Action item :: Which lines run from the one containing "pub fn notice(&self, kind: NoticeKind)" through the end of the entries? Restate them word for word, and only those.

# # # #

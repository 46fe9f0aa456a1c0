use std::str::FromStr;

use cashless_core::helpers::dto::{PaymentMethod, QrPayload, Transaction, User, UserSummary};
use cashless_core::helpers::utils::parse_amount;
use serde::{Deserialize, Serialize};

use crate::devices::Capabilities;
use crate::notices::{Notice, NoticeKind};

#[derive(Debug, Clone, Default, PartialEq, Serialize, Deserialize)]
pub struct Session {
    pub token: Option<String>,
    pub user: Option<User>,
}

#[derive(Debug, Clone, Copy, Default, PartialEq, Eq, Serialize, Deserialize)]
#[serde(rename_all = "lowercase")]
pub enum Tab {
    #[default]
    Wallet,
    Pay,
    Qr,
    Transactions,
    Login,
    Register,
}

impl FromStr for Tab {
    type Err = String;

    fn from_str(s: &str) -> Result<Self, Self::Err> {
        match s.trim().to_lowercase().as_str() {
            "wallet" => Ok(Tab::Wallet),
            "pay" => Ok(Tab::Pay),
            "qr" => Ok(Tab::Qr),
            "transactions" | "history" => Ok(Tab::Transactions),
            "login" => Ok(Tab::Login),
            "register" => Ok(Tab::Register),
            other => Err(format!("Unknown tab: {}", other)),
        }
    }
}

#[derive(Debug, Clone, Default, PartialEq, Serialize, Deserialize)]
pub struct LoginForm {
    pub email: String,
    pub password: String,
}

#[derive(Debug, Clone, Default, PartialEq, Serialize, Deserialize)]
pub struct RegisterForm {
    pub name: String,
    pub email: String,
    pub password: String,
}

#[derive(Debug, Clone, Default, PartialEq, Serialize, Deserialize)]
pub struct PaymentForm {
    pub to_user: String,
    /// Display name of the recipient, when known.
    pub to_name: String,
    pub amount: String,
    pub description: String,
    pub method: PaymentMethod,
}

/// Everything the front end renders. Mutated only through
/// [`WalletState::apply`].
#[derive(Debug, Clone, Default, PartialEq, Serialize, Deserialize)]
pub struct WalletState {
    pub session: Session,
    pub tab: Tab,
    pub login_form: LoginForm,
    pub register_form: RegisterForm,
    pub recharge_amount: String,
    pub payment_form: PaymentForm,
    pub search_query: String,
    pub search_results: Vec<UserSummary>,
    pub transactions: Vec<Transaction>,
    pub qr: Option<QrPayload>,
    pub error: Option<Notice>,
    pub success: Option<Notice>,
    pub loading: bool,
    pub nfc_reading: bool,
    pub scanning: bool,
    pub capabilities: Capabilities,
    pub(crate) notice_seq: u64,
    pub(crate) session_seq: u64,
}

impl WalletState {
    pub fn is_authenticated(&self) -> bool {
        self.session.token.is_some() && self.session.user.is_some()
    }

    /// Changes on every login, restore and logout. Results of requests
    /// started under an older generation are dropped.
    pub fn session_generation(&self) -> u64 {
        self.session_seq
    }

    pub fn user(&self) -> Option<&User> {
        self.session.user.as_ref()
    }

    pub fn balance(&self) -> Option<f64> {
        self.session.user.as_ref().map(|u| u.balance)
    }

    pub fn notice(&self, kind: NoticeKind) -> Option<&Notice> {
        match kind {
            NoticeKind::Error => self.error.as_ref(),
            NoticeKind::Success => self.success.as_ref(),
        }
    }

    pub fn error_message(&self) -> Option<&str> {
        self.error.as_ref().map(|n| n.message.as_str())
    }

    pub fn success_message(&self) -> Option<&str> {
        self.success.as_ref().map(|n| n.message.as_str())
    }

    /// The pay button is enabled only with a recipient, a parseable amount
    /// and no request in flight.
    pub fn can_submit_payment(&self) -> bool {
        !self.loading
            && !self.payment_form.to_user.trim().is_empty()
            && parse_amount(&self.payment_form.amount).is_some()
    }
}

# # # #

Exercise answer ::
    pub fn notice(&self, kind: NoticeKind) -> Option<&Notice> {
        match kind {
            NoticeKind::Error => self.error.as_ref(),
            NoticeKind::Success => self.success.as_ref(),
        }
    }

    pub fn error_message(&self) -> Option<&str> {
        self.error.as_ref().map(|n| n.message.as_str())
    }

    pub fn success_message(&self) -> Option<&str> {
        self.success.as_ref().map(|n| n.message.as_str())
    }

    /// The pay button is enabled only with a recipient, a parseable amount
    /// and no request in flight.
    pub fn can_submit_payment(&self) -> bool {
        !self.loading
            && !self.payment_form.to_user.trim().is_empty()
            && parse_amount(&self.payment_form.amount).is_some()
    }
}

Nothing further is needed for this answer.